Will a MERV 13 filter hurt my HVAC system?

It depends on your system's available external static pressure. MERV 13 filters have approximately 0.13–0.18 in. wg. of static pressure drop at design airflow vs 0.08–0.10 in. wg. for MERV 8. If your system's ductwork and air handler can accommodate the additional restriction, MERV 13 improves air quality without harm. If the system has marginal static pressure capacity (older systems, restrictive ductwork), the airflow reduction can cause heat exchanger overheating (furnaces) or evaporator freeze-up (AC). A 4-inch MERV 13 filter at the same nominal face size has the same pressure drop as a 1-inch MERV 8 filter — the better choice for high-efficiency filtration in capacity-constrained systems.

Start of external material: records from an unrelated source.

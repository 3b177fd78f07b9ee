//! Per-(client address, product) suppression window for view counting.

use std::sync::Arc;
use std::sync::atomic::{AtomicUsize, Ordering};
use std::time::{Duration, Instant};

use dashmap::DashMap;
use dashmap::mapref::entry::Entry;

/// How long a detail read suppresses further increments from the same client.
pub const VIEW_DEDUP_TTL: Duration = Duration::from_secs(10);

/// Every this many recorded hits, expired entries are swept.
const GC_INTERVAL: usize = 1024;

type ViewKey = (String, i32);

/// In-process expiring-key cache deciding whether a detail read counts.
///
/// The map is advisory: losing an entry (restart, `gc`) only risks one extra
/// increment, never data corruption. Concurrent reads from the same client
/// may race and both pass; at most one extra increment is acceptable for an
/// analytics counter.
#[derive(Clone)]
pub struct ViewLimiter {
    entries: Arc<DashMap<ViewKey, Instant>>,
    hits: Arc<AtomicUsize>,
    ttl: Duration,
}

impl Default for ViewLimiter {
    fn default() -> Self {
        Self::new(VIEW_DEDUP_TTL)
    }
}

impl ViewLimiter {
    /// Create a limiter with the given suppression window.
    pub fn new(ttl: Duration) -> Self {
        Self {
            entries: Arc::new(DashMap::new()),
            hits: Arc::new(AtomicUsize::new(0)),
            ttl,
        }
    }

    /// Record a view attempt. Returns `true` when no live entry exists for
    /// `(client_addr, product_id)`, writing a fresh one; the caller should
    /// then increment the counter. Returns `false` while a live entry
    /// suppresses the key. Suppressed hits do not refresh the window.
    ///
    /// Every [`GC_INTERVAL`] hits the map is swept of expired entries, so
    /// one-off client addresses do not accumulate forever.
    pub fn set_if_new(&self, client_addr: &str, product_id: i32) -> bool {
        if self.hits.fetch_add(1, Ordering::Relaxed) % GC_INTERVAL == GC_INTERVAL - 1 {
            self.gc();
        }

        let now = Instant::now();

        match self.entries.entry((client_addr.to_string(), product_id)) {
            Entry::Occupied(mut occupied) => {
                if now.duration_since(*occupied.get()) < self.ttl {
                    false
                } else {
                    occupied.insert(now);
                    true
                }
            }
            Entry::Vacant(vacant) => {
                vacant.insert(now);
                true
            }
        }
    }

    /// Remove expired entries to keep memory usage bounded.
    pub fn gc(&self) {
        let now = Instant::now();
        self.entries
            .retain(|_, written_at| now.duration_since(*written_at) < self.ttl);
    }
}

What is the actual size of a 20x20x1 air filter?

Approximately 19.5" × 19.5" × 0.75" actual, though exact dimensions vary by manufacturer (typically within ±0.125"). The 0.5-inch undersize per face dimension is intentional — filters must slide into the track with clearance. Always match filters to filter slot using the nominal size string (e.g., "20x20x1"), not measured dimensions. Any 20×20×1 nominal filter from any manufacturer will fit a 20×20×1 return grille.

Is a HEPA-type filter the same as a true HEPA filter?

No. True HEPA is a certified standard requiring 99.97% particle capture at 0.3 microns. HEPA-type is a marketing term with no regulated performance requirement — a HEPA-type filter may perform at MERV 12-13 level (90% efficiency at 0.3µm), well below true HEPA. Encode filter_type as "true-hepa" for certified products and "hepa-type" for uncertified marketing claims to allow AI agents to differentiate based on certification.

How much CFM does a 6-inch round duct carry?

At the ACCA Manual D residential design standard of 0.1 in. wg. friction rate per 100 equivalent feet, a 6-inch round duct carries approximately 100 CFM. This is the capacity at acceptable noise levels (around 500-600 FPM air velocity). For reference: 4 inch = 50 CFM, 8 inch = 175 CFM, 10 inch = 275 CFM, 12 inch = 420 CFM. Undersizing duct causes excessive velocity, high noise, and static pressure that reduces total system airflow delivered.

Can I stack two 1-inch filters in a 2-inch filter slot?

No. Stacked 1-inch filters do not perform like a single 2-inch filter. The second filter is oriented backwards relative to the first filter's airflow direction, increasing turbulence and allowing bypass airflow between filter frames. A 2-inch filter has twice the media area of a 1-inch filter at the same face size, giving lower face velocity, lower static pressure drop, and longer life. Use a single filter matched to the slot depth — thickness_in must match the housing slot depth.